* [Action item] Scan the data that follows and count the lines with the string "flag"; answer with the count alone.

Collected data
=====

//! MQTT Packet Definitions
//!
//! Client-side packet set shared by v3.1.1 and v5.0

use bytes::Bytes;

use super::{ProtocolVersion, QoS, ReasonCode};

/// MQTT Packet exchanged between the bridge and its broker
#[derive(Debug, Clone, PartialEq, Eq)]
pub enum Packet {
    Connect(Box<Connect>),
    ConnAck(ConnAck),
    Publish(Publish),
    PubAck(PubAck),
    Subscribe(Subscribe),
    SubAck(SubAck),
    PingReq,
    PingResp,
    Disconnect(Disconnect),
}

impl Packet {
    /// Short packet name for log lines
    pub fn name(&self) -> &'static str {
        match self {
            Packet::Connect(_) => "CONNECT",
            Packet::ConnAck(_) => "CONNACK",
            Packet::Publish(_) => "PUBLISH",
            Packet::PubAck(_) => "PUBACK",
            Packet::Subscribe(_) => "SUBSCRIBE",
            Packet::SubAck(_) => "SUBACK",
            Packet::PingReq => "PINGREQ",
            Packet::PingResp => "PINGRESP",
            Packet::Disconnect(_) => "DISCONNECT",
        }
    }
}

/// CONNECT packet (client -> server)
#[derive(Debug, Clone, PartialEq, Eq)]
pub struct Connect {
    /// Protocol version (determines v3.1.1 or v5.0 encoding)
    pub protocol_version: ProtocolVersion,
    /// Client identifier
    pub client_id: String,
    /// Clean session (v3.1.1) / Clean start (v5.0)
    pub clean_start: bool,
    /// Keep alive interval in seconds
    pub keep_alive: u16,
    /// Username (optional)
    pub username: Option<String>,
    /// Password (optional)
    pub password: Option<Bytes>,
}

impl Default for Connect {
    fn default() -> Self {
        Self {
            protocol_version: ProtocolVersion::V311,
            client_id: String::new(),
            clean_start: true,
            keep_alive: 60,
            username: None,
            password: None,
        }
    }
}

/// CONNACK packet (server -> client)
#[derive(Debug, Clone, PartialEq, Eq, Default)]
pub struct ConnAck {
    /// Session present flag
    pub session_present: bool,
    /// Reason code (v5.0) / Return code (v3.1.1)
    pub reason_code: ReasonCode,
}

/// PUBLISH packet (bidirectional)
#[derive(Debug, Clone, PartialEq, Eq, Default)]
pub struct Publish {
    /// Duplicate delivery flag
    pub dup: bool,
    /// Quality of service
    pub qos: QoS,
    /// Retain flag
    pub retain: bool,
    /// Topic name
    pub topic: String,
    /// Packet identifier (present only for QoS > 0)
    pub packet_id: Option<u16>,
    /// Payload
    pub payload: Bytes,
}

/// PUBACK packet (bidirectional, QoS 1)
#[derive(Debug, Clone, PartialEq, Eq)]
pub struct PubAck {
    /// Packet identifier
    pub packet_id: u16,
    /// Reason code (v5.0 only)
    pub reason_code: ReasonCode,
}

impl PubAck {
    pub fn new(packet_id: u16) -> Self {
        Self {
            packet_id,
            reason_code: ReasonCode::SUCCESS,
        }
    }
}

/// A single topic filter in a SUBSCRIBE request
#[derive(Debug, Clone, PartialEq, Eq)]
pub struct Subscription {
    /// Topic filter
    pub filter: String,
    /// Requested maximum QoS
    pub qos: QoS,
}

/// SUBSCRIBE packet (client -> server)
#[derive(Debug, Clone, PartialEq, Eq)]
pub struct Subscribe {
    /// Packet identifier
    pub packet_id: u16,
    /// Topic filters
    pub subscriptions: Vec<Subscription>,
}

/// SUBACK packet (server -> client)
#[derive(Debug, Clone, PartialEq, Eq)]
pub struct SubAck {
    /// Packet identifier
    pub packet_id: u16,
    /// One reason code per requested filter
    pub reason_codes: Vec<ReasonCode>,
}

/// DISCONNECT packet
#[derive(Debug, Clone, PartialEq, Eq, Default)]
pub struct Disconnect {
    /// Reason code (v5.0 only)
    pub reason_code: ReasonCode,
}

=====

* [Result of this task] 3